The mineralocorticoid receptor (MR) is an atypical nuclear receptor. In principle, it may seem a mere receptor with a specific ligand and an evident role: it is capable of detecting mineralocorticoids (like aldosterone), exerting an essential function controlling sodium and water reabsorption in the kidneys. In fact, knockout mice lacking MR die shortly after being born due to dehydration.
But things are not so easy in the biological world. The historical simplification “one gene, one function” is far from reality. With time, several experiments have shown the implication of MR in a broader range of processes and tissues, like, for instance, the skin. In this respect it has been proved that:
Certain drugs for treating hypertension that block MR as a mechanism of action have an effect on inflammatory and fibrotic skin diseases.
Mice overexpressing skin MR present epidermal atrophy and progressive alopecia.
Moreover, it must be considered that MR also recognises another ligand that, a priori, seems more likely to be the ligand of another nuclear receptor. We are talking about glucocorticoids (cortisol in humans), steroid hormones that are also recognized by the glucocorticoid receptor (GR).
Glucocorticoids are the base molecules to produce drugs that treat cutaneous diseases, although it has been proved that chronic treatments cause adverse effects (i. e. epidermal atrophy) that limit their therapeutic use. Is this pharmacologic action performed by GR or MR? Are there any differences? If so, could these be used to design effective treatments with no side effects?
Dr. Pérez’s group tries to answer these questions. In one of the experimental approaches 1 they generated transgenic mice lacking MR only in epidermal keratinocytes, which are the predominant cells in the epidermis (90%). The rest of the cells presented MR, including the kidney, to keep the newborn mice from dying of dehydration. In fact, these mice were viable and fertile and showed minor skin alterations.
These transgenic specimens were created by crossing mice with a LoxP-flanked MR gene. These LoxP-flanked sequences are recognized and cut by the Cre enzyme, which is normally absent in mice. When these mice are crossed with Cre-containing mice, being the Cre gene controlled by the keratin 5 (a specific gene in skin cells) promoter, part of the offspring carry both genes. These mice presented MR in all their cells (where Cre is absent), except in those expressing keratin 5 (this is, skin cells), where Cre cuts LoxP sequences eliminating MR gene. Hence, these mice lack epidermal MR. The study of these mice leads to the identification of the role of this receptor in response to inflammatory stimuli and treatment with glucocorticoids.

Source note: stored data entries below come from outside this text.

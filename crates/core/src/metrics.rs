//! Prometheus metrics for core components.
//!
//! This module provides metrics for:
//! - Pipeline (jobs started/completed/failed, stage transitions)
//! - External services (generation and download durations)

use once_cell::sync::Lazy;
use prometheus::{HistogramOpts, HistogramVec, IntCounter, IntCounterVec, Opts};

// =============================================================================
// Pipeline Metrics
// =============================================================================

/// Jobs accepted into the pipeline.
pub static JOBS_STARTED: Lazy<IntCounter> = Lazy::new(|| {
    IntCounter::new("frameflow_jobs_started_total", "Total jobs started").unwrap()
});

/// Jobs that reached the Completed stage.
pub static JOBS_COMPLETED: Lazy<IntCounter> = Lazy::new(|| {
    IntCounter::new(
        "frameflow_jobs_completed_total",
        "Total jobs completed successfully",
    )
    .unwrap()
});

/// Jobs that reached the Failed stage.
pub static JOBS_FAILED: Lazy<IntCounter> = Lazy::new(|| {
    IntCounter::new("frameflow_jobs_failed_total", "Total jobs that failed").unwrap()
});

/// Stage transitions recorded, by target stage.
pub static STAGE_TRANSITIONS: Lazy<IntCounterVec> = Lazy::new(|| {
    IntCounterVec::new(
        Opts::new(
            "frameflow_stage_transitions_total",
            "Total recorded stage transitions",
        ),
        &["stage"],
    )
    .unwrap()
});

// =============================================================================
// External Service Metrics
// =============================================================================

/// Generation duration in seconds (upload excluded), by result.
pub static GENERATION_DURATION: Lazy<HistogramVec> = Lazy::new(|| {
    HistogramVec::new(
        HistogramOpts::new(
            "frameflow_generation_duration_seconds",
            "Duration of video generation tasks",
        )
        .buckets(vec![5.0, 15.0, 30.0, 60.0, 120.0, 300.0, 600.0, 1200.0]),
        &["result"], // "success", "failed"
    )
    .unwrap()
});

/// Download duration in seconds, by result.
pub static DOWNLOAD_DURATION: Lazy<HistogramVec> = Lazy::new(|| {
    HistogramVec::new(
        HistogramOpts::new(
            "frameflow_download_duration_seconds",
            "Duration of video downloads",
        )
        .buckets(vec![0.5, 1.0, 2.5, 5.0, 10.0, 30.0, 60.0, 120.0, 300.0]),
        &["result"], // "success", "failed"
    )
    .unwrap()
});

// =============================================================================
// Helper functions
// =============================================================================

/// Get all core metrics for registration in a registry.
pub fn all_metrics() -> Vec<Box<dyn prometheus::core::Collector>> {
    vec![
        Box::new(JOBS_STARTED.clone()),
        Box::new(JOBS_COMPLETED.clone()),
        Box::new(JOBS_FAILED.clone()),
        Box::new(STAGE_TRANSITIONS.clone()),
        Box::new(GENERATION_DURATION.clone()),
        Box::new(DOWNLOAD_DURATION.clone()),
    ]
}
//! Core job data types.

use std::collections::BTreeMap;

use chrono::{DateTime, Utc};
use serde::{Deserialize, Serialize};

/// Stage of a job within the generation pipeline.
///
/// Stage machine flow:
/// ```text
/// Initialized -> ImageUploaded -> VideoGenerated -> VideoDownloaded -> Completed
///                                       |________________________________^
///                                        (download disabled skips ahead)
///
/// Any non-terminal stage can transition to Failed.
/// Completed and Failed are terminal.
/// ```
#[derive(Debug, Clone, Copy, Serialize, Deserialize, PartialEq, Eq, Hash)]
#[serde(rename_all = "snake_case")]
pub enum JobStage {
    /// Job created, pipeline not yet started.
    Initialized,
    /// Input image uploaded to the generation service.
    ImageUploaded,
    /// Generation task finished, remote video URL available.
    VideoGenerated,
    /// Video fetched to local storage.
    VideoDownloaded,
    /// Pipeline finished successfully (terminal).
    Completed,
    /// Pipeline failed (terminal).
    Failed,
}

impl JobStage {
    /// Returns true if this is a terminal stage (no further transitions possible).
    pub fn is_terminal(&self) -> bool {
        matches!(self, JobStage::Completed | JobStage::Failed)
    }

    /// Returns true if `next` is reachable from this stage in one transition.
    pub fn can_transition_to(&self, next: JobStage) -> bool {
        if self.is_terminal() {
            return false;
        }
        if next == JobStage::Failed {
            return true;
        }
        match (self, next) {
            (JobStage::Initialized, JobStage::ImageUploaded) => true,
            (JobStage::ImageUploaded, JobStage::VideoGenerated) => true,
            (JobStage::VideoGenerated, JobStage::VideoDownloaded) => true,
            // Download disabled: the remote URL itself becomes the artifact.
            (JobStage::VideoGenerated, JobStage::Completed) => true,
            (JobStage::VideoDownloaded, JobStage::Completed) => true,
            _ => false,
        }
    }

    /// Display-only progress percentage for this stage.
    ///
    /// Not a stored field; derived for status responses.
    pub fn progress_pct(&self) -> u8 {
        match self {
            JobStage::Initialized => 10,
            JobStage::ImageUploaded => 25,
            JobStage::VideoGenerated => 50,
            JobStage::VideoDownloaded => 75,
            JobStage::Completed => 100,
            JobStage::Failed => 0,
        }
    }

    /// Returns the stage as a string (for filtering and summaries).
    pub fn as_str(&self) -> &'static str {
        match self {
            JobStage::Initialized => "initialized",
            JobStage::ImageUploaded => "image_uploaded",
            JobStage::VideoGenerated => "video_generated",
            JobStage::VideoDownloaded => "video_downloaded",
            JobStage::Completed => "completed",
            JobStage::Failed => "failed",
        }
    }

    /// All stages, in pipeline order.
    pub fn all() -> [JobStage; 6] {
        [
            JobStage::Initialized,
            JobStage::ImageUploaded,
            JobStage::VideoGenerated,
            JobStage::VideoDownloaded,
            JobStage::Completed,
            JobStage::Failed,
        ]
    }
}

impl std::fmt::Display for JobStage {
    fn fmt(&self, f: &mut std::fmt::Formatter<'_>) -> std::fmt::Result {
        f.write_str(self.as_str())
    }
}

/// Generation parameters for a job, fixed at creation.
#[derive(Debug, Clone, Serialize, Deserialize, PartialEq)]
pub struct GenerationParams {
    /// Text prompt guiding the generation.
    #[serde(default)]
    pub prompt: String,
    /// Video duration in seconds.
    pub duration_secs: u32,
    /// Aspect ratio, e.g. "16:9".
    pub ratio: String,
}

impl GenerationParams {
    /// Create generation parameters.
    pub fn new(prompt: impl Into<String>, duration_secs: u32, ratio: impl Into<String>) -> Self {
        Self {
            prompt: prompt.into(),
            duration_secs,
            ratio: ratio.into(),
        }
    }
}

impl Default for GenerationParams {
    fn default() -> Self {
        Self {
            prompt: String::new(),
            duration_secs: 5,
            ratio: "16:9".to_string(),
        }
    }
}

/// Auxiliary data accumulated as a job advances through stages.
///
/// Fields are optional because each stage contributes only its own slice;
/// updates are shallow-merged, with present fields overwriting previous
/// values of the same name.
#[derive(Debug, Clone, Default, Serialize, Deserialize, PartialEq)]
pub struct StageArtifacts {
    /// Opaque reference returned by the generation service image upload.
    #[serde(default, skip_serializing_if = "Option::is_none")]
    pub image_reference: Option<String>,

    /// Remote URL of the generated video.
    #[serde(default, skip_serializing_if = "Option::is_none")]
    pub video_url: Option<String>,

    /// Local path of the downloaded video.
    #[serde(default, skip_serializing_if = "Option::is_none")]
    pub local_video_path: Option<String>,

    /// Duration the generation task was submitted with.
    #[serde(default, skip_serializing_if = "Option::is_none")]
    pub duration_secs: Option<u32>,

    /// Aspect ratio the generation task was submitted with.
    #[serde(default, skip_serializing_if = "Option::is_none")]
    pub ratio: Option<String>,
}

impl StageArtifacts {
    /// Merge `other` into self. Present fields overwrite, absent fields keep
    /// the existing value.
    pub fn merge(&mut self, other: StageArtifacts) {
        if other.image_reference.is_some() {
            self.image_reference = other.image_reference;
        }
        if other.video_url.is_some() {
            self.video_url = other.video_url;
        }
        if other.local_video_path.is_some() {
            self.local_video_path = other.local_video_path;
        }
        if other.duration_secs.is_some() {
            self.duration_secs = other.duration_secs;
        }
        if other.ratio.is_some() {
            self.ratio = other.ratio;
        }
    }

    /// Returns true if no field is set.
    pub fn is_empty(&self) -> bool {
        self.image_reference.is_none()
            && self.video_url.is_none()
            && self.local_video_path.is_none()
            && self.duration_secs.is_none()
            && self.ratio.is_none()
    }
}

/// A single recorded error against a job.
#[derive(Debug, Clone, Serialize, Deserialize, PartialEq)]
pub struct JobErrorEntry {
    /// When the error was recorded.
    pub timestamp: DateTime<Utc>,
    /// Error message.
    pub message: String,
}

/// A job representing one image-to-video generation request.
#[derive(Debug, Clone, Serialize, Deserialize, PartialEq)]
pub struct Job {
    /// Unique identifier, assigned once at creation.
    pub id: String,

    /// Path of the source image, immutable after creation.
    pub image_path: String,

    /// Generation parameters, immutable after creation.
    pub params: GenerationParams,

    /// Current pipeline stage.
    pub stage: JobStage,

    /// Stage-contributed auxiliary data, merged as the job advances.
    #[serde(default, skip_serializing_if = "StageArtifacts::is_empty")]
    pub artifacts: StageArtifacts,

    /// Append-only error history.
    #[serde(default, skip_serializing_if = "Vec::is_empty")]
    pub errors: Vec<JobErrorEntry>,

    /// Final artifact path, present iff the job reached Completed.
    #[serde(default, skip_serializing_if = "Option::is_none")]
    pub final_video_path: Option<String>,

    /// When the job was created.
    pub created_at: DateTime<Utc>,

    /// Last mutation timestamp.
    pub updated_at: DateTime<Utc>,

    /// When the job reached Completed.
    #[serde(default, skip_serializing_if = "Option::is_none")]
    pub completed_at: Option<DateTime<Utc>>,
}

impl Job {
    /// Create a new job in the Initialized stage.
    pub fn new(id: impl Into<String>, image_path: impl Into<String>, params: GenerationParams) -> Self {
        let now = Utc::now();
        Self {
            id: id.into(),
            image_path: image_path.into(),
            params,
            stage: JobStage::Initialized,
            artifacts: StageArtifacts::default(),
            errors: Vec::new(),
            final_video_path: None,
            created_at: now,
            updated_at: now,
            completed_at: None,
        }
    }
}

/// Summary of all jobs, grouped by stage.
#[derive(Debug, Clone, Default, Serialize, Deserialize, PartialEq)]
pub struct JobSummary {
    /// Total number of jobs in the store.
    pub total_jobs: usize,
    /// Job counts per stage; stages with zero jobs are omitted.
    pub by_stage: BTreeMap<String, usize>,
}
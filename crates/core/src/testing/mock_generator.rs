//! Mock video generator for testing.

use async_trait::async_trait;
use std::path::Path;
use std::sync::Arc;
use std::time::Duration;
use tokio::sync::RwLock;

use crate::generator::{GeneratedVideo, GenerationError, VideoGenerator};
use crate::job::GenerationParams;

/// A recorded generation call for test assertions.
#[derive(Debug, Clone)]
pub struct RecordedGeneration {
    /// Image reference the generation was submitted with.
    pub image_reference: String,
    /// Parameters the generation was submitted with.
    pub params: GenerationParams,
}

/// Mock implementation of the VideoGenerator trait.
///
/// Provides controllable behavior for testing:
/// - Return configurable image references and video URLs
/// - Track upload and generation calls for assertions
/// - Simulate failures and delays
///
/// # Example
///
/// ```rust,ignore
/// use frameflow_core::testing::MockVideoGenerator;
///
/// let generator = MockVideoGenerator::new();
/// generator.set_video_url("http://host/v.mp4").await;
///
/// let reference = generator.upload_image(Path::new("cat.png")).await?;
/// let video = generator.generate(&reference, &params).await?;
/// assert_eq!(video.video_url, "http://host/v.mp4");
/// assert_eq!(generator.upload_count().await, 1);
/// ```
pub struct MockVideoGenerator {
    /// Image reference returned by uploads.
    image_reference: Arc<RwLock<String>>,
    /// Video URL returned by generations.
    video_url: Arc<RwLock<String>>,
    /// Recorded upload paths.
    uploads: Arc<RwLock<Vec<String>>>,
    /// Recorded generation calls.
    generations: Arc<RwLock<Vec<RecordedGeneration>>>,
    /// If set, the next upload will fail with this error.
    next_upload_error: Arc<RwLock<Option<GenerationError>>>,
    /// If set, the next generation will fail with this error.
    next_generate_error: Arc<RwLock<Option<GenerationError>>>,
    /// Artificial delay applied to generation calls.
    generation_delay: Arc<RwLock<Duration>>,
}

impl Default for MockVideoGenerator {
    fn default() -> Self {
        Self::new()
    }
}

impl MockVideoGenerator {
    /// Create a new mock generator with default responses.
    pub fn new() -> Self {
        Self {
            image_reference: Arc::new(RwLock::new("mock-image-uuid".to_string())),
            video_url: Arc::new(RwLock::new("http://mock.host/video.mp4".to_string())),
            uploads: Arc::new(RwLock::new(Vec::new())),
            generations: Arc::new(RwLock::new(Vec::new())),
            next_upload_error: Arc::new(RwLock::new(None)),
            next_generate_error: Arc::new(RwLock::new(None)),
            generation_delay: Arc::new(RwLock::new(Duration::ZERO)),
        }
    }

    /// Set the image reference returned by subsequent uploads.
    pub async fn set_image_reference(&self, reference: impl Into<String>) {
        *self.image_reference.write().await = reference.into();
    }

    /// Set the video URL returned by subsequent generations.
    pub async fn set_video_url(&self, url: impl Into<String>) {
        *self.video_url.write().await = url.into();
    }

    /// Configure the next upload to fail with the given error.
    pub async fn set_next_upload_error(&self, error: GenerationError) {
        *self.next_upload_error.write().await = Some(error);
    }

    /// Configure the next generation to fail with the given error.
    pub async fn set_next_generate_error(&self, error: GenerationError) {
        *self.next_generate_error.write().await = Some(error);
    }

    /// Set an artificial delay applied to generation calls.
    pub async fn set_generation_delay(&self, delay: Duration) {
        *self.generation_delay.write().await = delay;
    }

    /// Get recorded upload paths.
    pub async fn recorded_uploads(&self) -> Vec<String> {
        self.uploads.read().await.clone()
    }

    /// Get recorded generation calls.
    pub async fn recorded_generations(&self) -> Vec<RecordedGeneration> {
        self.generations.read().await.clone()
    }

    /// Number of uploads performed.
    pub async fn upload_count(&self) -> usize {
        self.uploads.read().await.len()
    }

    /// Number of generations performed.
    pub async fn generation_count(&self) -> usize {
        self.generations.read().await.len()
    }
}

#[async_trait]
impl VideoGenerator for MockVideoGenerator {
    fn name(&self) -> &str {
        "mock"
    }

    async fn upload_image(&self, image_path: &Path) -> Result<String, GenerationError> {
        if let Some(err) = self.next_upload_error.write().await.take() {
            return Err(err);
        }

        self.uploads
            .write()
            .await
            .push(image_path.to_string_lossy().into_owned());

        Ok(self.image_reference.read().await.clone())
    }

    async fn generate(
        &self,
        image_reference: &str,
        params: &GenerationParams,
    ) -> Result<GeneratedVideo, GenerationError> {
        let delay = *self.generation_delay.read().await;
        if !delay.is_zero() {
            tokio::time::sleep(delay).await;
        }

        if let Some(err) = self.next_generate_error.write().await.take() {
            return Err(err);
        }

        self.generations.write().await.push(RecordedGeneration {
            image_reference: image_reference.to_string(),
            params: params.clone(),
        });

        Ok(GeneratedVideo {
            video_url: self.video_url.read().await.clone(),
            task_id: "mock-task-uuid".to_string(),
        })
    }
}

By doing so, it was established that mice lacking MR in the skin present an increased reaction to irritant or inflammatory stimuli, as for example augmented skin damage and thickness. Those differences arose exclusively due to the absence of MR, because these mice already express GR in the normal way. Treatment with glucocorticoids produced epidermal thinning in those mice that were not modified (containing MR), which is partly attributed to decreased keratinocyte proliferation. In mice without skin MR did not affect so much to keratinocyte proliferation. For that reason, glucocorticoids exert some of their roles through MR being these effects unique, distinct from those functions characteristic of the glucocorticoid receptor.
In conclusion, the importance of this study lies in the generation of knockout mice for the mineralocorticoid receptor in skin cells, for this allows the investigation of MR specific role. According to the results, this receptor participates in a variety of epidermal processes. Furthermore, its roles are different in some way from the ones played by glucocorticoids. In this context, it is feasible to develop new drugs and improve glucocorticoid-based skin therapies. Using all this information it will be easier to achieve the formulation of new compounds with the same inflammatory properties but less secondary effects normally associated with these drugs, such as epidermal thinning.